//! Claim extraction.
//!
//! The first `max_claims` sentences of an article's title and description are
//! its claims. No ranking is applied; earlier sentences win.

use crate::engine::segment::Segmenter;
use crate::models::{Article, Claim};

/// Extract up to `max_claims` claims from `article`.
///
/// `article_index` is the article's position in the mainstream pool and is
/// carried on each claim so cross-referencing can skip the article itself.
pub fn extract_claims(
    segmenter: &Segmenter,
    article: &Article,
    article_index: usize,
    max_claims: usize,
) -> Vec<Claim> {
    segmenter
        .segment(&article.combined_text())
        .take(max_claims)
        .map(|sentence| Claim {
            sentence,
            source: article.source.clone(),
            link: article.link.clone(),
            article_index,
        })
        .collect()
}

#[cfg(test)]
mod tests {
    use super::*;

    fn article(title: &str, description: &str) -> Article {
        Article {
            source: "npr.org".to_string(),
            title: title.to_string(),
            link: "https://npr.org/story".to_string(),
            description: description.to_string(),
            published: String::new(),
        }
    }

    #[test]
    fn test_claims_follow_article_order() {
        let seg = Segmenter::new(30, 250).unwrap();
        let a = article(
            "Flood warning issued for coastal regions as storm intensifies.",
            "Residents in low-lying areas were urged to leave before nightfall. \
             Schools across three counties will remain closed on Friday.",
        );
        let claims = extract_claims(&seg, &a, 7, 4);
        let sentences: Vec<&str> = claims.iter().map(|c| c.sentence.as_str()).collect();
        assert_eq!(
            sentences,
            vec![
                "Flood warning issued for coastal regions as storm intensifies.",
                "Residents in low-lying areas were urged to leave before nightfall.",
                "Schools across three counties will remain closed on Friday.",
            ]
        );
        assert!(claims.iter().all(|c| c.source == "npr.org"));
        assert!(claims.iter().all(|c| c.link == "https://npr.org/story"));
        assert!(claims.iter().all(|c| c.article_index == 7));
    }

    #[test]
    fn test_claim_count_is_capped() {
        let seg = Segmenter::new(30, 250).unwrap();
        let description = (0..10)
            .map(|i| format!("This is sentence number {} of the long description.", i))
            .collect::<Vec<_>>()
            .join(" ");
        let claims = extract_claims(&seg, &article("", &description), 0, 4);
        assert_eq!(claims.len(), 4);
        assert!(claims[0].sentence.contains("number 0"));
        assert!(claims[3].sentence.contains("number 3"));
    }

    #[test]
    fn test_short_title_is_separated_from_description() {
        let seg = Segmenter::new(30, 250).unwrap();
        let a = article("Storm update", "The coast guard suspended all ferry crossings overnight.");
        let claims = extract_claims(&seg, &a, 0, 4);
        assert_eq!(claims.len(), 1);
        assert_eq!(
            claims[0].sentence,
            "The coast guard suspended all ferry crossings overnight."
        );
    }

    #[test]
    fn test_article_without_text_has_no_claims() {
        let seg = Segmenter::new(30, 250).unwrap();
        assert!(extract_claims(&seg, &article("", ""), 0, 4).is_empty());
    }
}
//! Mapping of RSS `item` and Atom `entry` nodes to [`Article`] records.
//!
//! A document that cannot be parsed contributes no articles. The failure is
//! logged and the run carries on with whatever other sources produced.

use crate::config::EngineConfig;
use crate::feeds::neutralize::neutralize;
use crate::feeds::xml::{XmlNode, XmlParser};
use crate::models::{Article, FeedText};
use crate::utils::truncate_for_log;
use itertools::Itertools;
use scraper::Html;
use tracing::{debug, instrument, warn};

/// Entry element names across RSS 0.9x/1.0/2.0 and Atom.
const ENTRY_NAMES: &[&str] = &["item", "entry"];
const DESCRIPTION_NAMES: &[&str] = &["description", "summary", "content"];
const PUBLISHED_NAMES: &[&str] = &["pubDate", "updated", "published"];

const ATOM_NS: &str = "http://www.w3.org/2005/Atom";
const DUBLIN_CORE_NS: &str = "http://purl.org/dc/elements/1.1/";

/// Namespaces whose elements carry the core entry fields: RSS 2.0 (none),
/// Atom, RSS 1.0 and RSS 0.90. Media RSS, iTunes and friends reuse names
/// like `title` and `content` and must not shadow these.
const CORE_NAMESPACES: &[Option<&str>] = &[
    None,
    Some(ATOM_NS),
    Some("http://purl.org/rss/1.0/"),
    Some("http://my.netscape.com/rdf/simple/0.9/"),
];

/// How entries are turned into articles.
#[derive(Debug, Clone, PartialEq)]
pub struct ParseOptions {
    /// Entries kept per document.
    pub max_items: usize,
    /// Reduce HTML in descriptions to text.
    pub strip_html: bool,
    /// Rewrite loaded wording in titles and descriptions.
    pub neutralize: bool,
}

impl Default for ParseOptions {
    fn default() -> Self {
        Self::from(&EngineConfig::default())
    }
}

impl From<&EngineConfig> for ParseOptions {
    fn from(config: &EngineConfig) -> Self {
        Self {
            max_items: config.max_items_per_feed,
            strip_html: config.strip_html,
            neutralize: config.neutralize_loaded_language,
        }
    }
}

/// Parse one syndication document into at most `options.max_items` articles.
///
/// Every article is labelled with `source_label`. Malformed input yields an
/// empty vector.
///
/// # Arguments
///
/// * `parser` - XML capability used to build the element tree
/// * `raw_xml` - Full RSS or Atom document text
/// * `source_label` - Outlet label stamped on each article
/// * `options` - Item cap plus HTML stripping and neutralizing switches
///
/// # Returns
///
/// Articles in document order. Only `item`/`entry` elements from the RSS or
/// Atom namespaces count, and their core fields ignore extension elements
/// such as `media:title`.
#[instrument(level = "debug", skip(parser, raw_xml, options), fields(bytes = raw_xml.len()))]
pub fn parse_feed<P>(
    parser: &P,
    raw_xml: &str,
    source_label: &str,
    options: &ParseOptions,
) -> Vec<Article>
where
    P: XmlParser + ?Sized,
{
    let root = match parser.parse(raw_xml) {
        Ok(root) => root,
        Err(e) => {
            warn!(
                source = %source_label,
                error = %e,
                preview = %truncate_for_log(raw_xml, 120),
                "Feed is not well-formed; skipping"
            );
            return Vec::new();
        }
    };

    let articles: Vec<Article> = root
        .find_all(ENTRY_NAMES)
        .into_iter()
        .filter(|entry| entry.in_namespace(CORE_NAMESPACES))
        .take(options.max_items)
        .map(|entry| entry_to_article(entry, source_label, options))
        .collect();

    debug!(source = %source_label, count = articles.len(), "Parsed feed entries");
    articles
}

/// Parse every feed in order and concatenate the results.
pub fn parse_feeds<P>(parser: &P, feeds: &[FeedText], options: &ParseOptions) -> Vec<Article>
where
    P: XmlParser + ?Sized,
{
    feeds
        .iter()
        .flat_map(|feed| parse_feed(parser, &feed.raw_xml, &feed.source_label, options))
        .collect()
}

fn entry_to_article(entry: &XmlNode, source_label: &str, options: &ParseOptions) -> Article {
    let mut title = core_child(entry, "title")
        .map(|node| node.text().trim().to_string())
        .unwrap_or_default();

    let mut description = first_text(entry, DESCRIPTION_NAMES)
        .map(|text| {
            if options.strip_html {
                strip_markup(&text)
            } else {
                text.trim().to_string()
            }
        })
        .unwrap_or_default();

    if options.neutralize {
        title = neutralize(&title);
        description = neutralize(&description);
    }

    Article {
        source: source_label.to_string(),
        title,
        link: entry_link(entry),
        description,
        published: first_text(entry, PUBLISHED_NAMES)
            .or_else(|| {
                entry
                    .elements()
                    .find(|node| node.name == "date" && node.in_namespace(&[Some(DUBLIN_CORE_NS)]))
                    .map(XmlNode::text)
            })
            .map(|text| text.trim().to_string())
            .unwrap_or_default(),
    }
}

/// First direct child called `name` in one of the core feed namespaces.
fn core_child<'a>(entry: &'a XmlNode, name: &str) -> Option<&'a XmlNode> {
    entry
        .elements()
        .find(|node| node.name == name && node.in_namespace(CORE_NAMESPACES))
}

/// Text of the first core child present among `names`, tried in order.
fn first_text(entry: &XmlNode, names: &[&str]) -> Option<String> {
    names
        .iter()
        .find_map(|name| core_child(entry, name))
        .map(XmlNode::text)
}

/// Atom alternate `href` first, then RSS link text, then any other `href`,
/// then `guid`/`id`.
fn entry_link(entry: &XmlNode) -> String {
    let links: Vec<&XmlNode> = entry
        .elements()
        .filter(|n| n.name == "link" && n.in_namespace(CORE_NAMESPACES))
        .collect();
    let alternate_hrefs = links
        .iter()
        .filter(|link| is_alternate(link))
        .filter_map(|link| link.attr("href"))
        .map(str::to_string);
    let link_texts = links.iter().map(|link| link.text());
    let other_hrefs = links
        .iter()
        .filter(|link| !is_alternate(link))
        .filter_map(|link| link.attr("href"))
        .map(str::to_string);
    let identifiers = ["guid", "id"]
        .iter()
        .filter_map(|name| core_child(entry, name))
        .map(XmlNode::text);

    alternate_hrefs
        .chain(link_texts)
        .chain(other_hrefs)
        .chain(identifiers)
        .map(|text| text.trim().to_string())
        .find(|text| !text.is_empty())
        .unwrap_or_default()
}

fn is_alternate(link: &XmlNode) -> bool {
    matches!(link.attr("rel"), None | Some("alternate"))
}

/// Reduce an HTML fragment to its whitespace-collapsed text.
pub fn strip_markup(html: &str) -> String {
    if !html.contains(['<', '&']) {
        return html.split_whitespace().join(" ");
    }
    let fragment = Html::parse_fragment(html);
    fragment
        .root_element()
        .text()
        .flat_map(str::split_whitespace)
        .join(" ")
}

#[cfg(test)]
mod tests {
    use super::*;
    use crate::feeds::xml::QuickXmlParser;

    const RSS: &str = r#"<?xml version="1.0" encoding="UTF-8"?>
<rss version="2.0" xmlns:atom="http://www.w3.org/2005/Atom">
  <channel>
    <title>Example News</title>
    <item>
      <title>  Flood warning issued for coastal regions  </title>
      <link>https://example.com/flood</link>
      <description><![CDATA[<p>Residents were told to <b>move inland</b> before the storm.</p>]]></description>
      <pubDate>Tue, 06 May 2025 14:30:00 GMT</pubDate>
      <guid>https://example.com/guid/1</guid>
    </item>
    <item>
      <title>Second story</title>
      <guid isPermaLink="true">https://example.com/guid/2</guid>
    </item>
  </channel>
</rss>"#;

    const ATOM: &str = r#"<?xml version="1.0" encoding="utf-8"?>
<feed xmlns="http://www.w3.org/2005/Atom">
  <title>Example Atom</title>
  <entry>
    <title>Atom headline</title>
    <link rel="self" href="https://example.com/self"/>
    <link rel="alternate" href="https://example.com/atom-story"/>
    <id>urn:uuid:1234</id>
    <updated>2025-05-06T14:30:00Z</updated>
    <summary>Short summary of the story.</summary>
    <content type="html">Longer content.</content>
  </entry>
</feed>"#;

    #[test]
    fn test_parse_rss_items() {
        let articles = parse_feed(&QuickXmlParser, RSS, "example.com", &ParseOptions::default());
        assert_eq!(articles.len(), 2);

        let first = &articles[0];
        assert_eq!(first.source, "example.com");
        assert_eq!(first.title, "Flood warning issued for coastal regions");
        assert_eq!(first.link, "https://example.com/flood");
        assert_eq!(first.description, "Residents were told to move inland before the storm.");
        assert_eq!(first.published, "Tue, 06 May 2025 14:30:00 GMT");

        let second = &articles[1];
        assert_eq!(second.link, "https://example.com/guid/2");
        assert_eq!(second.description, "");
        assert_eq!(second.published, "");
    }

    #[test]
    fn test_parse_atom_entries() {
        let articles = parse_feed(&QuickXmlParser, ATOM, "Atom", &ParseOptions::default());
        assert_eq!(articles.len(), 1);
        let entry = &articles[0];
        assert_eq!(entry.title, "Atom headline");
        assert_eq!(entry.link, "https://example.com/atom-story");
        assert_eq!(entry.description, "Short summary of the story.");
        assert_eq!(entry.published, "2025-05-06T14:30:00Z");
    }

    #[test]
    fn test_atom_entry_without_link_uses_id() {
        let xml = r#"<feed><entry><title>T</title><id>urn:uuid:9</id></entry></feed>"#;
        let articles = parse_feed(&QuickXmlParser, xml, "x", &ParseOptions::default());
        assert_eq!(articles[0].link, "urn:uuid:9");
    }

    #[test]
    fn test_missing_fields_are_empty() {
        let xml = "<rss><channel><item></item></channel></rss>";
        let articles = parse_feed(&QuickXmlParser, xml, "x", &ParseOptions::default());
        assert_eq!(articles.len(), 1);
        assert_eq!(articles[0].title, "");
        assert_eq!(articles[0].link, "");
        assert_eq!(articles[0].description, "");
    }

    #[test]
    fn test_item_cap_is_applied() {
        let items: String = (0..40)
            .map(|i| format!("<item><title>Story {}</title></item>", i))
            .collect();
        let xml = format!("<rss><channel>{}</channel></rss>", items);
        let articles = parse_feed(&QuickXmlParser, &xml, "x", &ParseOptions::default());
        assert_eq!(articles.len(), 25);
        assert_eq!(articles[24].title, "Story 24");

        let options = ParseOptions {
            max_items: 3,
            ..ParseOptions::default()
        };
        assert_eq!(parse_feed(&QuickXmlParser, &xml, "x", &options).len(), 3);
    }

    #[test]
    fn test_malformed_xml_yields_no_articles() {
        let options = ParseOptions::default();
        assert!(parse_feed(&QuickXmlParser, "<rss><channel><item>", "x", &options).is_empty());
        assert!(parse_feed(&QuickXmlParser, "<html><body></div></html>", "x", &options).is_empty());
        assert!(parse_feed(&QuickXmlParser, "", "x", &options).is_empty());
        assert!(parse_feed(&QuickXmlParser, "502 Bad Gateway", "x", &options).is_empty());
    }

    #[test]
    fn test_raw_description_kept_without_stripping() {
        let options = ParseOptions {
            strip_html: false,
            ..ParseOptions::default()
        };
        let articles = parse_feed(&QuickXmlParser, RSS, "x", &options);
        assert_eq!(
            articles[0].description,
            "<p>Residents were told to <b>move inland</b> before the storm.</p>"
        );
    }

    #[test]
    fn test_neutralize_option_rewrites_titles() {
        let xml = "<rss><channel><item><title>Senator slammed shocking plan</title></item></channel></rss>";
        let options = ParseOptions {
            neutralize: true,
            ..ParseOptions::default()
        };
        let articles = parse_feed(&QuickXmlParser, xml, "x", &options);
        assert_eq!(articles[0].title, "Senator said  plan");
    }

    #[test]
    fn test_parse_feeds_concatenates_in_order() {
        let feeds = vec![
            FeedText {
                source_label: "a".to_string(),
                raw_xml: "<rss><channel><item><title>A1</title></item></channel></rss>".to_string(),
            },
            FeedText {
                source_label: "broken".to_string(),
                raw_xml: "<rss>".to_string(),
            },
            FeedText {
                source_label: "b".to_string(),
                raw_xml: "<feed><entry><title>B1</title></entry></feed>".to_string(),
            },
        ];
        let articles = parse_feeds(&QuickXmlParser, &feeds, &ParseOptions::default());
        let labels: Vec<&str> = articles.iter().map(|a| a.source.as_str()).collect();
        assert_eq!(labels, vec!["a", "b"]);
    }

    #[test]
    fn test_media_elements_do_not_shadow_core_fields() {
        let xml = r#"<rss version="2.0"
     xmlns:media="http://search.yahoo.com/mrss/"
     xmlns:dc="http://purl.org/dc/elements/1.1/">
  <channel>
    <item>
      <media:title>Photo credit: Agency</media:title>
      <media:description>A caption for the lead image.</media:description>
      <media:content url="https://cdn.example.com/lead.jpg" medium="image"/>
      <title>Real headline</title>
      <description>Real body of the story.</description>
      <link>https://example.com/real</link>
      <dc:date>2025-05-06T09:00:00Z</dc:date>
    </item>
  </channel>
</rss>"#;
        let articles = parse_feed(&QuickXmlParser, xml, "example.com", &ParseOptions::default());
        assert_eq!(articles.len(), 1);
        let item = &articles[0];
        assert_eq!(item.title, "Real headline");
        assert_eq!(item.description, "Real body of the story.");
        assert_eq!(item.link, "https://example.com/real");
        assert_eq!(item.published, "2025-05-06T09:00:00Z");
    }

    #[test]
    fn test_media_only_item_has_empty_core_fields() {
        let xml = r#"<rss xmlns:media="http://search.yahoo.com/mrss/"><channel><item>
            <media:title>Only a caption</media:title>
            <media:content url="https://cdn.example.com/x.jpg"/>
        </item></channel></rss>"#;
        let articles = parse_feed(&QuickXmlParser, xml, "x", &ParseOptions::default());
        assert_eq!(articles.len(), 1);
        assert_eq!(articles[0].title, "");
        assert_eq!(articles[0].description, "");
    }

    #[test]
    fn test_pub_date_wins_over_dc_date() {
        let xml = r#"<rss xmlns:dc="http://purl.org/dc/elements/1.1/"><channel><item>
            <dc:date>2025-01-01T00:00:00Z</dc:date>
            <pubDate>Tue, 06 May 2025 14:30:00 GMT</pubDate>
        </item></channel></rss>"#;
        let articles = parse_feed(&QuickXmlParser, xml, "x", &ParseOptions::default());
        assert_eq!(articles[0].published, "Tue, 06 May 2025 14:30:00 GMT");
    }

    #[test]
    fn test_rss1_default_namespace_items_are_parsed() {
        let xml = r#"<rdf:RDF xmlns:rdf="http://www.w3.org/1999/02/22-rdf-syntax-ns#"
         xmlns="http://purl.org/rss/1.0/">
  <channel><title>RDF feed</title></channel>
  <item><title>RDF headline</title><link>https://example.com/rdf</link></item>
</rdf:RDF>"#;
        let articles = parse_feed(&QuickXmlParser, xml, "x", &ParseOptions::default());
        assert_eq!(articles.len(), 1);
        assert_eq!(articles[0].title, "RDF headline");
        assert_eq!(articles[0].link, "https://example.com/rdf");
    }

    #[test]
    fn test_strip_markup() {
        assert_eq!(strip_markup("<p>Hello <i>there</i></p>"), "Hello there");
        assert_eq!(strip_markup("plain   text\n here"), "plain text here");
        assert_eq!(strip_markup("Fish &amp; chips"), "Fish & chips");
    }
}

····················

Using the listing above, pull out all lines that hold the word "instrument".

use tracing::{debug, instrument, warn};
#[instrument(level = "debug", skip(parser, raw_xml, options), fields(bytes = raw_xml.len()))]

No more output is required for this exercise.